Background: Genetic factors and previous alcohol experience influence alcohol consumption in both humans and rodents. Specifically, a prior experience with ethanol increases ethanol intake in both ethanol-preferring C57BL/6 (C57) and ethanol non-preferring DBA/2 (DBA) mice. Whereas the ventral tegmental area (VTA) importantly regulates dopamine levels and ethanol intake, it is unknown whether ethanol experience differentially alters synaptic properties of VTA dopamine neurons in ethanol-preferring and non-preferring mice.
Methods: The properties of excitatory and inhibitory inputs and the ability to elicit long-term potentiation (LTP) were assessed with whole-cell patch-clamp recordings in VTA dopamine neurons from C57 and DBA mice 24 hours after a single ethanol (2 g/kg, IP) or equivalent saline injection.
Results: Ethanol exposure increased gamma-aminobutyric acid (GABA) release onto VTA dopamine neurons in DBA mice, as previously observed in C57 mice.
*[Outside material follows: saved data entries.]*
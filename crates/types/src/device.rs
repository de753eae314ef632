//! Device descriptors.

use crate::{ConfigError, DeviceId};
use serde::{Deserialize, Serialize};
use std::fmt;
use std::str::FromStr;
use std::time::Duration;

/// Role of a device in the fog hierarchy.
///
/// - `Client`: ingress device; hosts only the application's client module and is
///   never used for shared microservices.
/// - `Fcn`: fog computation node; hosts instances, does not orchestrate.
/// - `Fon`: fog orchestration node; runs the placement orchestrator for its subtree.
/// - `Cloud`: cloud datacenter; orchestrates like a FON.
#[derive(Debug, Clone, Copy, PartialEq, Eq, PartialOrd, Ord, Hash, Serialize, Deserialize)]
#[serde(rename_all = "lowercase")]
pub enum DeviceRole {
    Client,
    Fcn,
    Fon,
    Cloud,
}

impl DeviceRole {
    /// Whether this role runs a placement orchestrator.
    pub fn is_orchestrator(self) -> bool {
        match self {
            DeviceRole::Fon | DeviceRole::Cloud => true,
            DeviceRole::Client | DeviceRole::Fcn => false,
        }
    }

    /// Whether placement may put shared microservices on this role.
    pub fn hosts_shared_microservices(self) -> bool {
        match self {
            DeviceRole::Client => false,
            DeviceRole::Fcn | DeviceRole::Fon | DeviceRole::Cloud => true,
        }
    }

    pub fn as_str(self) -> &'static str {
        match self {
            DeviceRole::Client => "client",
            DeviceRole::Fcn => "fcn",
            DeviceRole::Fon => "fon",
            DeviceRole::Cloud => "cloud",
        }
    }
}

impl fmt::Display for DeviceRole {
    fn fmt(&self, f: &mut fmt::Formatter<'_>) -> fmt::Result {
        f.write_str(self.as_str())
    }
}

impl FromStr for DeviceRole {
    type Err = ConfigError;

    fn from_str(s: &str) -> Result<Self, Self::Err> {
        match s.to_ascii_lowercase().as_str() {
            "client" => Ok(DeviceRole::Client),
            "fcn" => Ok(DeviceRole::Fcn),
            "fon" => Ok(DeviceRole::Fon),
            "cloud" => Ok(DeviceRole::Cloud),
            _ => Err(ConfigError::UnknownRole(s.to_owned())),
        }
    }
}

/// Outbound link classes of a device.
#[derive(Debug, Clone, Copy, PartialEq, Eq, PartialOrd, Ord, Hash)]
pub enum LinkKind {
    /// Link towards the parent.
    Uplink,
    /// Shared link towards the children.
    Downlink,
    /// Dedicated link towards the cluster siblings.
    Cluster,
}

/// Resource capacity (or remaining availability) of a device.
#[derive(Debug, Clone, Copy, PartialEq, Eq, Default, Serialize, Deserialize)]
pub struct Resources {
    /// Processing capacity in MIPS.
    pub cpu_mips: u64,
    /// Memory in MB.
    pub ram_mb: u64,
    /// Storage in MB.
    pub storage_mb: u64,
}

impl Resources {
    pub fn new(cpu_mips: u64, ram_mb: u64, storage_mb: u64) -> Self {
        Self {
            cpu_mips,
            ram_mb,
            storage_mb,
        }
    }

    /// CPU-only capacity, with RAM and storage left at zero.
    pub fn cpu(cpu_mips: u64) -> Self {
        Self {
            cpu_mips,
            ..Default::default()
        }
    }
}

/// Static description of a device, as declared before topology setup.
///
/// Children and cluster siblings are not declared here; the topology builder
/// derives them from parent declarations and cluster level identifiers.
#[derive(Debug, Clone, PartialEq)]
pub struct DeviceSpec {
    pub id: DeviceId,
    pub name: String,
    pub role: DeviceRole,
    /// Parent device, `None` for the root.
    pub parent: Option<DeviceId>,
    /// Optional cluster level label. Devices also match a level when their name
    /// starts with the level identifier.
    pub level: Option<String>,
    pub capacity: Resources,
    /// Latency of the link to the parent.
    pub uplink_latency: Duration,
    /// Uplink bandwidth in bytes per second.
    pub uplink_bandwidth: f64,
    /// Downlink bandwidth in bytes per second.
    pub downlink_bandwidth: f64,
    /// Cluster link bandwidth in bytes per second.
    pub cluster_bandwidth: f64,
}

impl DeviceSpec {
    /// Default bandwidth for all link classes (bytes per second).
    pub const DEFAULT_BANDWIDTH: f64 = 10_000_000.0;

    /// Create a root device (no parent) with default bandwidths.
    pub fn new(id: DeviceId, name: impl Into<String>, role: DeviceRole, capacity: Resources) -> Self {
        Self {
            id,
            name: name.into(),
            role,
            parent: None,
            level: None,
            capacity,
            uplink_latency: Duration::ZERO,
            uplink_bandwidth: Self::DEFAULT_BANDWIDTH,
            downlink_bandwidth: Self::DEFAULT_BANDWIDTH,
            cluster_bandwidth: Self::DEFAULT_BANDWIDTH,
        }
    }

    /// Attach this device below `parent` with the given uplink latency.
    pub fn with_parent(mut self, parent: DeviceId, uplink_latency: Duration) -> Self {
        self.parent = Some(parent);
        self.uplink_latency = uplink_latency;
        self
    }

    /// Set the cluster level label.
    pub fn with_level(mut self, level: impl Into<String>) -> Self {
        self.level = Some(level.into());
        self
    }

    /// Set uplink, downlink and cluster bandwidths (bytes per second).
    pub fn with_bandwidths(mut self, uplink: f64, downlink: f64, cluster: f64) -> Self {
        self.uplink_bandwidth = uplink;
        self.downlink_bandwidth = downlink;
        self.cluster_bandwidth = cluster;
        self
    }

    /// Whether this device belongs to the cluster level `identifier`.
    pub fn matches_level(&self, identifier: &str) -> bool {
        match &self.level {
            Some(level) => level == identifier,
            None => self.name.starts_with(identifier),
        }
    }

    /// Bandwidth of the given outbound link class.
    pub fn bandwidth(&self, link: LinkKind) -> f64 {
        match link {
            LinkKind::Uplink => self.uplink_bandwidth,
            LinkKind::Downlink => self.downlink_bandwidth,
            LinkKind::Cluster => self.cluster_bandwidth,
        }
    }
}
However, a single ethanol exposure reduced alpha-amino-3-hydroxy-5-methylisoxazole-4-propionic acid receptor (AMPAR) and N-methyl-D-aspartate receptor (NMDAR) function and LTP in VTA dopamine neurons from DBA but not C57 mice.
Conclusions: A single ethanol exposure selectively reduced glutamate receptor function in VTA dopamine neurons from the ethanol non-preferring DBA strain but enhanced GABA signaling in both C57 and DBA strains. These results support the notion that VTA dopamine neurons are a central target of ethanol-induced neural plasticity, which could contribute to ethanol consumption. Furthermore, these findings highlight the possible need for specialized therapeutic interventions for alcoholism based on individual intrinsic differences.